Try it: Below are records; count the lines among them that include the string "bool", and state only the number.

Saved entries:
....

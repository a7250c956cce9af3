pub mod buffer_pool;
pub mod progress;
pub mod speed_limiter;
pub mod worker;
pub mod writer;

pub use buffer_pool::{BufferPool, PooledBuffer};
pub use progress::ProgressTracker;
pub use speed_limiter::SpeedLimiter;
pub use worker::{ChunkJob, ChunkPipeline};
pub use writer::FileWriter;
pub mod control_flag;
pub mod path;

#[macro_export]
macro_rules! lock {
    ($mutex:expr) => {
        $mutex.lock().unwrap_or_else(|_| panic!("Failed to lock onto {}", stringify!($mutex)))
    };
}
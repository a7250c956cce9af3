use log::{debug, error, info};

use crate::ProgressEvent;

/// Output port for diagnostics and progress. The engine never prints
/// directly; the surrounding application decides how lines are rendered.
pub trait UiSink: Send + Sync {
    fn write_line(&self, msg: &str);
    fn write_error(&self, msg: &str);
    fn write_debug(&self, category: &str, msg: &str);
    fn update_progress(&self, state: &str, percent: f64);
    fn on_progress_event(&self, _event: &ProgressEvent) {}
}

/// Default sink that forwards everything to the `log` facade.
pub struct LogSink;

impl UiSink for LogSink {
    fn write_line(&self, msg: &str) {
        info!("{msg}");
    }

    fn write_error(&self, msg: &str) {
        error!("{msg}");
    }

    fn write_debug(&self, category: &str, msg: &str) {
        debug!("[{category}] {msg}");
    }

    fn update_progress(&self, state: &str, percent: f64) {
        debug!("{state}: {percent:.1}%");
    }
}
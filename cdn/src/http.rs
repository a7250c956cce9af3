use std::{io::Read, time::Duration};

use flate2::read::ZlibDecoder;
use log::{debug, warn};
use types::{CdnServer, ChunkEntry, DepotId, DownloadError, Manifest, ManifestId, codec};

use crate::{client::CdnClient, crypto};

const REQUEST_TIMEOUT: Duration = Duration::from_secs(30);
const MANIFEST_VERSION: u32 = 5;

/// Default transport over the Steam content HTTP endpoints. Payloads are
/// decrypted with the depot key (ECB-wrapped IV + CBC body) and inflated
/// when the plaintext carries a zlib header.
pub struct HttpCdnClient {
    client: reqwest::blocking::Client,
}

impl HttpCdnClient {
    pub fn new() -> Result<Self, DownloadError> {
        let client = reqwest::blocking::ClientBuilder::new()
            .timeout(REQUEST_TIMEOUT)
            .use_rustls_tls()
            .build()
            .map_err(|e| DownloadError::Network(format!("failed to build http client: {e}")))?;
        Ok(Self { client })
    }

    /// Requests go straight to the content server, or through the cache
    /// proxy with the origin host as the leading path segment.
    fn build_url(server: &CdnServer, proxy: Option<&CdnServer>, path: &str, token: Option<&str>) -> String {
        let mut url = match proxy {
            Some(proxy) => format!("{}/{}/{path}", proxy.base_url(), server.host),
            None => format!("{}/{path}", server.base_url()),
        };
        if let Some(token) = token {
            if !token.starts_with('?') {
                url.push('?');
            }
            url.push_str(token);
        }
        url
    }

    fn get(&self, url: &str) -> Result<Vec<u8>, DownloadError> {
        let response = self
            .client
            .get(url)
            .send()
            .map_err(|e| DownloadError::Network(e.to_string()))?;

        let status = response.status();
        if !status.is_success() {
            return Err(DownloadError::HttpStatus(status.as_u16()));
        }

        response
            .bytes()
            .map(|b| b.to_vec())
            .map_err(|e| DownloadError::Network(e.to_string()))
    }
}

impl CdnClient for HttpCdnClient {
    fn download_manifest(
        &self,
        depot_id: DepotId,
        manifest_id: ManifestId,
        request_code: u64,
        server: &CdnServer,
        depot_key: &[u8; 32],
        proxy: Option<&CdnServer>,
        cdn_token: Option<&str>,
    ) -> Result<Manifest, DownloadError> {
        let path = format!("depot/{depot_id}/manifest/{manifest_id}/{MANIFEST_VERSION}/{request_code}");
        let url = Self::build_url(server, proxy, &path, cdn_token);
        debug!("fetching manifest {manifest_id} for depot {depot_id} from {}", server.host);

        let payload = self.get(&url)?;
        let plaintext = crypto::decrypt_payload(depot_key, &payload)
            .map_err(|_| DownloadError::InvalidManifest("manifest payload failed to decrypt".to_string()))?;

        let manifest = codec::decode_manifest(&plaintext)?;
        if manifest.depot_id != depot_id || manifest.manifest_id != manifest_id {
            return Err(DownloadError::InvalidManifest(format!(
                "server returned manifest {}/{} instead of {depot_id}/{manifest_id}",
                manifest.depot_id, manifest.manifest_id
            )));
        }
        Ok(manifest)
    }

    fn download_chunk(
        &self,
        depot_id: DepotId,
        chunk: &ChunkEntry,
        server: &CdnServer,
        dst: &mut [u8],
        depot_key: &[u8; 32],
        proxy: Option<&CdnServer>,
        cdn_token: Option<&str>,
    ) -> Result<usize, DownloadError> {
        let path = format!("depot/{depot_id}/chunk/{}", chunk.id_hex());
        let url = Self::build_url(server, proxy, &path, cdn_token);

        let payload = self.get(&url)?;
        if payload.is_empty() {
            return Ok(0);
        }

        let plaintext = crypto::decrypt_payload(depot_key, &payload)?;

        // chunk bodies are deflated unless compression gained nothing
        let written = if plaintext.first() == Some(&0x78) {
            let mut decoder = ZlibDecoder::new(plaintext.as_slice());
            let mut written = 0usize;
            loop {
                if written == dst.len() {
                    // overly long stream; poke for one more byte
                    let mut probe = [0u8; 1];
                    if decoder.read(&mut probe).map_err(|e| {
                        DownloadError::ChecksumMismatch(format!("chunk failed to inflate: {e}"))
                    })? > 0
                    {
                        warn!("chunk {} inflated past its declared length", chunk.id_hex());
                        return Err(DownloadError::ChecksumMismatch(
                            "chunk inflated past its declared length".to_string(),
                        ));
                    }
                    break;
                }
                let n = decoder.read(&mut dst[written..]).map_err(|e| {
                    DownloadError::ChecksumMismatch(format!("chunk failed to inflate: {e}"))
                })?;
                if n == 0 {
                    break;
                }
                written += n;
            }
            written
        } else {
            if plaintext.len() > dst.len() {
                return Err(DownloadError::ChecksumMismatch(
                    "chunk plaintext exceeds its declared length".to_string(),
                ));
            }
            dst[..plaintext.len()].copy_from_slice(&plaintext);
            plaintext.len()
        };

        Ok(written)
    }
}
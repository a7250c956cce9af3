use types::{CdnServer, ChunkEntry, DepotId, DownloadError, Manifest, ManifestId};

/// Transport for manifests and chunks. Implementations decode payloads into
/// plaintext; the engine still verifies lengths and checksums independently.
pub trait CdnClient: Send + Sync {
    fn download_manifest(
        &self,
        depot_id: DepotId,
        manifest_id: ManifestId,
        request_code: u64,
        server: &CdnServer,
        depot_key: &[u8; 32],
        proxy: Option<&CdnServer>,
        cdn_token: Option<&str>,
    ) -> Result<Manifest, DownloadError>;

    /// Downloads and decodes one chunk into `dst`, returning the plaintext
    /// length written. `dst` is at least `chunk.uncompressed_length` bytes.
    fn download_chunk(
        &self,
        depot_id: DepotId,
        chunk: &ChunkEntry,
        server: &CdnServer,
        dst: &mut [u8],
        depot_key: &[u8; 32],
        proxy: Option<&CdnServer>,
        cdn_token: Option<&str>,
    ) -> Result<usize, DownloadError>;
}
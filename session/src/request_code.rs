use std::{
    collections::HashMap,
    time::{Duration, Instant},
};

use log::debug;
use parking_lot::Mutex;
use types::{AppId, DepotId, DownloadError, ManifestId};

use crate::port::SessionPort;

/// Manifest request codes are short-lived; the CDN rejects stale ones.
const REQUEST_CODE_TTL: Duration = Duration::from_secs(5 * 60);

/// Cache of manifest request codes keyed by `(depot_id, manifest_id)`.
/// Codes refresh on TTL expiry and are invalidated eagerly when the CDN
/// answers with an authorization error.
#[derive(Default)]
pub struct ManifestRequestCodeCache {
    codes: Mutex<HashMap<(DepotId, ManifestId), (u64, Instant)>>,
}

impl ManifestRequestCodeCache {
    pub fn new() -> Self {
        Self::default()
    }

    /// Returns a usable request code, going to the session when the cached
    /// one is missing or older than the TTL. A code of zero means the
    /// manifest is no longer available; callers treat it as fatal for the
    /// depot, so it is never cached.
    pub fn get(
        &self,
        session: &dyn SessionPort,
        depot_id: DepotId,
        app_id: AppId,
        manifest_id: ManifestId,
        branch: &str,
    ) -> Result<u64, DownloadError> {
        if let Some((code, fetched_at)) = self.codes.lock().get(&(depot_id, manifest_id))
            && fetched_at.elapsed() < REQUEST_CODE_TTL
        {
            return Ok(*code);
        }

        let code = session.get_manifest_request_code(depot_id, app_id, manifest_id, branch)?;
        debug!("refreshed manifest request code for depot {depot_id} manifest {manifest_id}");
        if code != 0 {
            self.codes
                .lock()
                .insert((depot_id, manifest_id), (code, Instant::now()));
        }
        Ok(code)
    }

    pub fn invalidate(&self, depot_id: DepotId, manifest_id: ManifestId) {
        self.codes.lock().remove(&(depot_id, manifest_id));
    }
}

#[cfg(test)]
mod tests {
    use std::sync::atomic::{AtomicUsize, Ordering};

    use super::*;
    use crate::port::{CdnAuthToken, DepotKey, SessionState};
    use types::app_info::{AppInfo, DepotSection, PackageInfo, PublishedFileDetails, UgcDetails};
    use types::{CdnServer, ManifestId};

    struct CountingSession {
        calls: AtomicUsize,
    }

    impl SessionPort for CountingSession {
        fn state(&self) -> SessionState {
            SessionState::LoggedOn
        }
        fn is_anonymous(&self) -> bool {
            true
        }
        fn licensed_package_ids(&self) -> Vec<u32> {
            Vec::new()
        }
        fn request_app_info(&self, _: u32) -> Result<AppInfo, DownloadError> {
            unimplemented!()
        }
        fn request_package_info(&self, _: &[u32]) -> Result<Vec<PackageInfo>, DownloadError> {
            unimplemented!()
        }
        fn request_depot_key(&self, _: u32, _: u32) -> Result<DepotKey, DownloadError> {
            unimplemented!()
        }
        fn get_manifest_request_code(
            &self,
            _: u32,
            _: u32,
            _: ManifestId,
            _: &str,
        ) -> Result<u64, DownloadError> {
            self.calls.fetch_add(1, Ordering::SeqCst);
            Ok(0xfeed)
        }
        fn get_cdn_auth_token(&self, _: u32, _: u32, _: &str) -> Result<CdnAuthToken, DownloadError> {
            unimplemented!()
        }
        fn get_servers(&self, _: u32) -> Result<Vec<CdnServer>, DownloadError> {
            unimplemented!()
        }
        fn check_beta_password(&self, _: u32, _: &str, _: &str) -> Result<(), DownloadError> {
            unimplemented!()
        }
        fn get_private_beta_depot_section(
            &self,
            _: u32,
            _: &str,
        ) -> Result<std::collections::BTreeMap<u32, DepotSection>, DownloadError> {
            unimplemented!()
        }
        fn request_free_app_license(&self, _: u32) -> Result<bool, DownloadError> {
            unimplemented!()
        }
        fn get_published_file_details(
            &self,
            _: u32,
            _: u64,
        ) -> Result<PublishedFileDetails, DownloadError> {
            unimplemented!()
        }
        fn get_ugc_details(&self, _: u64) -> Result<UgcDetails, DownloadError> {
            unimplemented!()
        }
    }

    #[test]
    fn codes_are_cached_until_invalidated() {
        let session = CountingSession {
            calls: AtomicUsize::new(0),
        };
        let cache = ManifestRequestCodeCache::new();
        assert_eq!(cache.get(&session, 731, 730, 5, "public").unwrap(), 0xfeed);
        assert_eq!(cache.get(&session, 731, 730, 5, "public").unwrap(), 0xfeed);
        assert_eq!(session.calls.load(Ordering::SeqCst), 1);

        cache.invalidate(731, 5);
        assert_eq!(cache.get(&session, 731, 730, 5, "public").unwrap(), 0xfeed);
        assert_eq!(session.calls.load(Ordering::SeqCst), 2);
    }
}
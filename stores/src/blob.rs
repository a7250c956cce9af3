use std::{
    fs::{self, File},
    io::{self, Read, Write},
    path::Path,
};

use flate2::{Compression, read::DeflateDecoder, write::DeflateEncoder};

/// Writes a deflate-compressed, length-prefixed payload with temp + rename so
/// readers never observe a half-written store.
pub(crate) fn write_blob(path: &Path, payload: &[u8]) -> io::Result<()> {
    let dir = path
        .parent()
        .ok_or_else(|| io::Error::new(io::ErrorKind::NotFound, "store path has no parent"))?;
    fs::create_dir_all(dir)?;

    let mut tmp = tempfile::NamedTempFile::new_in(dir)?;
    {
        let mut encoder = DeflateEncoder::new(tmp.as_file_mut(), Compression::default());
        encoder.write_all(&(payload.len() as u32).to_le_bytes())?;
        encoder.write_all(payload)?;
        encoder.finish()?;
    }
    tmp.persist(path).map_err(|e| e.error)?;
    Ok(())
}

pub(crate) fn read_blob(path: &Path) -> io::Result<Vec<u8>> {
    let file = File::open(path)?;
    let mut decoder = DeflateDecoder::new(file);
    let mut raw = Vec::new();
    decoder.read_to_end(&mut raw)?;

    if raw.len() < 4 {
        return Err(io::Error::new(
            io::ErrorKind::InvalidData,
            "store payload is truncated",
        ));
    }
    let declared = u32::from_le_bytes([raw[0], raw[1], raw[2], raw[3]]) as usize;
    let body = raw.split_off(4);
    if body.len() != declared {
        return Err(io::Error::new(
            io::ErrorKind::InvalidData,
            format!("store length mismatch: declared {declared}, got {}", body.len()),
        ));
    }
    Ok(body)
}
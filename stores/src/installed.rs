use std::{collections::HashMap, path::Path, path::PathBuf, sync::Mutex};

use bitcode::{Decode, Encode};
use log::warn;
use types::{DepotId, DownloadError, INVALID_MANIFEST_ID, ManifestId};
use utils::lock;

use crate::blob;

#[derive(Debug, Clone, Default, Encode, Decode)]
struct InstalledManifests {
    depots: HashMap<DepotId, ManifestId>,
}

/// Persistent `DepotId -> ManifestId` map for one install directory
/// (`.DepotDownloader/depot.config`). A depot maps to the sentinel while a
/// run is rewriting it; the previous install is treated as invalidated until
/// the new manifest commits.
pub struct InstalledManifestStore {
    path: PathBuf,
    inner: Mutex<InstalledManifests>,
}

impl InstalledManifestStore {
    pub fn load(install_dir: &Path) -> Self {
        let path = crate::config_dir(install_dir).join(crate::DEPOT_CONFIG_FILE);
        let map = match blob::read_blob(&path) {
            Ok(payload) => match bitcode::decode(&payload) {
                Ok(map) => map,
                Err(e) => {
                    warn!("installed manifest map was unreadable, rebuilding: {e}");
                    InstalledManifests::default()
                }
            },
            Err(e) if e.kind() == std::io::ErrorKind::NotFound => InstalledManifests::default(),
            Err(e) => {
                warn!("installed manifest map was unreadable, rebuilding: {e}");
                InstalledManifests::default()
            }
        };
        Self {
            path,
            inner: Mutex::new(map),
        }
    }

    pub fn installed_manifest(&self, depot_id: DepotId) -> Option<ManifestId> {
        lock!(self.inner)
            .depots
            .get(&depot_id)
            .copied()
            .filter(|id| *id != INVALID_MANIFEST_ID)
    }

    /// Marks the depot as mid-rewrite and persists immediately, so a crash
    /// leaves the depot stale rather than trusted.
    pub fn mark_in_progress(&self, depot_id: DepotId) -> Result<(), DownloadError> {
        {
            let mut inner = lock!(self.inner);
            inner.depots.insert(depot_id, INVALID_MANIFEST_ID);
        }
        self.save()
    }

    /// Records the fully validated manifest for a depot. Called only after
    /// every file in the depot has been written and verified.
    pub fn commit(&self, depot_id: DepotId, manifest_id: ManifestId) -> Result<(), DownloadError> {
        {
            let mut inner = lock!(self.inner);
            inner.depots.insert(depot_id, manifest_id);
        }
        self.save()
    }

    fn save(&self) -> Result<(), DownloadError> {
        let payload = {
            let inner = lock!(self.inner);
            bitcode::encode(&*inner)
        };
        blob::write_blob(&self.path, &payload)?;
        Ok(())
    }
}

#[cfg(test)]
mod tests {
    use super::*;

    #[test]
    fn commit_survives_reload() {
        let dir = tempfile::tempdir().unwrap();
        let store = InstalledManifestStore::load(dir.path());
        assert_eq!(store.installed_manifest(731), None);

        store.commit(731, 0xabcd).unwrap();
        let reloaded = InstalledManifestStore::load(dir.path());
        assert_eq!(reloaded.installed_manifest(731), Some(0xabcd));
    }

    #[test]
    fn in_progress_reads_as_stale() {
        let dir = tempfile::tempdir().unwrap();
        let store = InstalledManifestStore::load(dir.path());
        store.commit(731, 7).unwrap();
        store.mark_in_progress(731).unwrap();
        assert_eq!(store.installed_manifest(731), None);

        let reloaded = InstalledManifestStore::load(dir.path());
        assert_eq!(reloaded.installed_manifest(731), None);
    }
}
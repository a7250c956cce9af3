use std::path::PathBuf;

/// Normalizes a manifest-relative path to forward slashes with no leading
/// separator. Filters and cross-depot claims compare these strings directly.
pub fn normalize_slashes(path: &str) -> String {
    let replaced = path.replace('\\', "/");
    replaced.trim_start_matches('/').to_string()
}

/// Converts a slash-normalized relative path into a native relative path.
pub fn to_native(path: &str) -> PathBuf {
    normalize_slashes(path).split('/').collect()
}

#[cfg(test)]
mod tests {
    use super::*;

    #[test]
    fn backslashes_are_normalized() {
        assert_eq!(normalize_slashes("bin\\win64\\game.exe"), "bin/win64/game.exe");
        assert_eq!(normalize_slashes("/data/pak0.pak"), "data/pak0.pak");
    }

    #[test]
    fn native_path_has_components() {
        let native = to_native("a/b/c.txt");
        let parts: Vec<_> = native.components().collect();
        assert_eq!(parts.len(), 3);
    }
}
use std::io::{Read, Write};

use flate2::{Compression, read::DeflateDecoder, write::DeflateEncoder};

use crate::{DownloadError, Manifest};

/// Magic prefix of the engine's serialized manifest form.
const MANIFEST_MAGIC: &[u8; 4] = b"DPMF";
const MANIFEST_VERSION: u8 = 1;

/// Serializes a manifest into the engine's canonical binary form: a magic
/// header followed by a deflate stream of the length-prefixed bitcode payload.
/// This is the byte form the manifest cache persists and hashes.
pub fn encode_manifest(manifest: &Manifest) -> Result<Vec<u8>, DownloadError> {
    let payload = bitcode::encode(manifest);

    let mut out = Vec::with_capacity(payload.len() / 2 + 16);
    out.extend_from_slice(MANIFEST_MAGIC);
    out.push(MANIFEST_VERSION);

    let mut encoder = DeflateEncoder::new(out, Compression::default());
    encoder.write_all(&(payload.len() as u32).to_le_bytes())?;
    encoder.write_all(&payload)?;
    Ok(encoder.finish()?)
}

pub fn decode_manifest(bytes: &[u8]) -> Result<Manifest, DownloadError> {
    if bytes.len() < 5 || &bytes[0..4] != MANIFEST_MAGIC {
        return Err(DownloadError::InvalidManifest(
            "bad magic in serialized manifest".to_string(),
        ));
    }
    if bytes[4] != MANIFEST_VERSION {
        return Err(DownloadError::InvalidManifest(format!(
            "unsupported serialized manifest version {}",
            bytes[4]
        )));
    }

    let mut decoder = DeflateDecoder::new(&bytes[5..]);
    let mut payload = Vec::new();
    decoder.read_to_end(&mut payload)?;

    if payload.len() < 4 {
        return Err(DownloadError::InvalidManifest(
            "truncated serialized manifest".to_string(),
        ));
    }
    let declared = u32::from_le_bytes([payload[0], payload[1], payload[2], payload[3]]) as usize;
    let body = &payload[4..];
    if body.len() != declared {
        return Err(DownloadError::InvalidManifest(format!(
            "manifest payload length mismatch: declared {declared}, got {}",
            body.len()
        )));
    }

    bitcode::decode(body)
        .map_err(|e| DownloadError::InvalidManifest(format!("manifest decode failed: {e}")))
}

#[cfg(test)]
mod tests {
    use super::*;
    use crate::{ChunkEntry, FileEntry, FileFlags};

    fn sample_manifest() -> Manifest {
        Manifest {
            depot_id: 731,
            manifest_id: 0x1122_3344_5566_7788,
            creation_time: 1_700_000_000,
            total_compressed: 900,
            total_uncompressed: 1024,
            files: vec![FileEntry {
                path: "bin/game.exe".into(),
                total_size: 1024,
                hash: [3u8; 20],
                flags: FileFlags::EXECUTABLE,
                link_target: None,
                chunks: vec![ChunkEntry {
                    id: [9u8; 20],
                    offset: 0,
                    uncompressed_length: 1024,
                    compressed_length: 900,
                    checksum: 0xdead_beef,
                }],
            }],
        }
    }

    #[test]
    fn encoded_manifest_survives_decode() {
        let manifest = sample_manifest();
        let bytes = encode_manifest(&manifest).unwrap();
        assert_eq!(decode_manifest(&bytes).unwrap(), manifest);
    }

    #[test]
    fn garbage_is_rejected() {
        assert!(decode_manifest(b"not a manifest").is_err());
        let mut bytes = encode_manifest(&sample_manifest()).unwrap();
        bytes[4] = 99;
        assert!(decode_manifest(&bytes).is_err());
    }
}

....

Your solution: 2